Data items:
········

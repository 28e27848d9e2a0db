// Copyright 2023 Twitter, Inc.
// Licensed under the Apache License, Version 2.0
// http://www.apache.org/licenses/LICENSE-2.0

//! Connection handling for the tern server.
//!
//! Streams here look blocking to the caller but are non-blocking
//! underneath: every read and write first attempts the operation and, on
//! `WouldBlock`, waits for readiness with `poll(2)` bounded by the stream's
//! [`Timeout`]. This keeps one slow peer from pinning a thread forever and,
//! for TLS, lets the process-wide TLS lock drop while a thread waits for the
//! socket (see [`tls`]).

#[macro_use]
extern crate log;

mod listener;
mod tcp;
mod timeout;
mod tls;

pub use listener::Listener;
pub use tcp::TcpStream;
pub use timeout::Timeout;
pub use tls::{TlsError, TlsTcpAcceptor, TlsTcpAcceptorBuilder, TlsTcpStream};

use std::io::{Error, ErrorKind, Read, Result, Write};
use std::net::SocketAddr;
use std::os::unix::io::{AsRawFd, RawFd};

/// The readiness a suspended operation is waiting for.
#[derive(Clone, Copy, Debug)]
pub(crate) enum Readiness {
    Readable,
    Writable,
    Both,
}

/// Wait for `fd` to become ready, bounded by `timeout`. Returns
/// `ErrorKind::TimedOut` when the bound expires, which callers surface as
/// the distinguished timeout error.
pub(crate) fn wait_ready(fd: RawFd, readiness: Readiness, timeout: Timeout) -> Result<()> {
    if matches!(timeout, Timeout::Immediate) {
        return Err(Error::from(ErrorKind::TimedOut));
    }

    let events = match readiness {
        Readiness::Readable => libc::POLLIN,
        Readiness::Writable => libc::POLLOUT,
        Readiness::Both => libc::POLLIN | libc::POLLOUT,
    };

    let mut pfd = libc::pollfd {
        fd,
        events,
        revents: 0,
    };

    loop {
        let rc = unsafe { libc::poll(&mut pfd, 1, timeout.poll_timeout()) };
        if rc < 0 {
            let e = Error::last_os_error();
            if e.kind() == ErrorKind::Interrupted {
                continue;
            }
            return Err(e);
        }
        if rc == 0 {
            return Err(Error::from(ErrorKind::TimedOut));
        }
        // POLLERR/POLLHUP fall through: the retried operation reports the
        // actual condition (an error or a zero-length read)
        return Ok(());
    }
}

/// A wrapper type that unifies plaintext TCP and TLS over TCP so that the
/// rest of the server can hold connections of either kind in one place and
/// select between them through configuration.
pub struct Stream {
    inner: StreamType,
}

// dispatch through enum variants rather than a trait object: there are only
// two variants and the set is closed
enum StreamType {
    Tcp(TcpStream),
    TlsTcp(TlsTcpStream),
}

impl Stream {
    pub fn set_timeout(&mut self, timeout: Timeout) {
        match &mut self.inner {
            StreamType::Tcp(s) => s.set_timeout(timeout),
            StreamType::TlsTcp(s) => s.set_timeout(timeout),
        }
    }

    pub fn timeout(&self) -> Timeout {
        match &self.inner {
            StreamType::Tcp(s) => s.timeout(),
            StreamType::TlsTcp(s) => s.timeout(),
        }
    }

    pub fn peer_addr(&self) -> Result<SocketAddr> {
        match &self.inner {
            StreamType::Tcp(s) => s.peer_addr(),
            StreamType::TlsTcp(s) => s.peer_addr(),
        }
    }
}

impl AsRawFd for Stream {
    fn as_raw_fd(&self) -> RawFd {
        match &self.inner {
            StreamType::Tcp(s) => s.as_raw_fd(),
            StreamType::TlsTcp(s) => s.as_raw_fd(),
        }
    }
}

impl From<TcpStream> for Stream {
    fn from(other: TcpStream) -> Self {
        Self {
            inner: StreamType::Tcp(other),
        }
    }
}

impl From<TlsTcpStream> for Stream {
    fn from(other: TlsTcpStream) -> Self {
        Self {
            inner: StreamType::TlsTcp(other),
        }
    }
}

impl Read for Stream {
    fn read(&mut self, buf: &mut [u8]) -> Result<usize> {
        match &mut self.inner {
            StreamType::Tcp(s) => s.read(buf),
            StreamType::TlsTcp(s) => s.read(buf),
        }
    }
}

impl Write for Stream {
    fn write(&mut self, buf: &[u8]) -> Result<usize> {
        match &mut self.inner {
            StreamType::Tcp(s) => s.write(buf),
            StreamType::TlsTcp(s) => s.write(buf),
        }
    }

    fn flush(&mut self) -> Result<()> {
        match &mut self.inner {
            StreamType::Tcp(s) => s.flush(),
            StreamType::TlsTcp(s) => s.flush(),
        }
    }
}

impl std::fmt::Debug for Stream {
    fn fmt(&self, f: &mut std::fmt::Formatter<'_>) -> std::fmt::Result {
        match &self.inner {
            StreamType::Tcp(s) => write!(f, "{:?}", s),
            StreamType::TlsTcp(s) => write!(f, "{:?}", s),
        }
    }
}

········

Lines above that contain the string "impl" make up the answer.

impl Stream {
impl AsRawFd for Stream {
impl From<TcpStream> for Stream {
impl From<TlsTcpStream> for Stream {
impl Read for Stream {
impl Write for Stream {
impl std::fmt::Debug for Stream {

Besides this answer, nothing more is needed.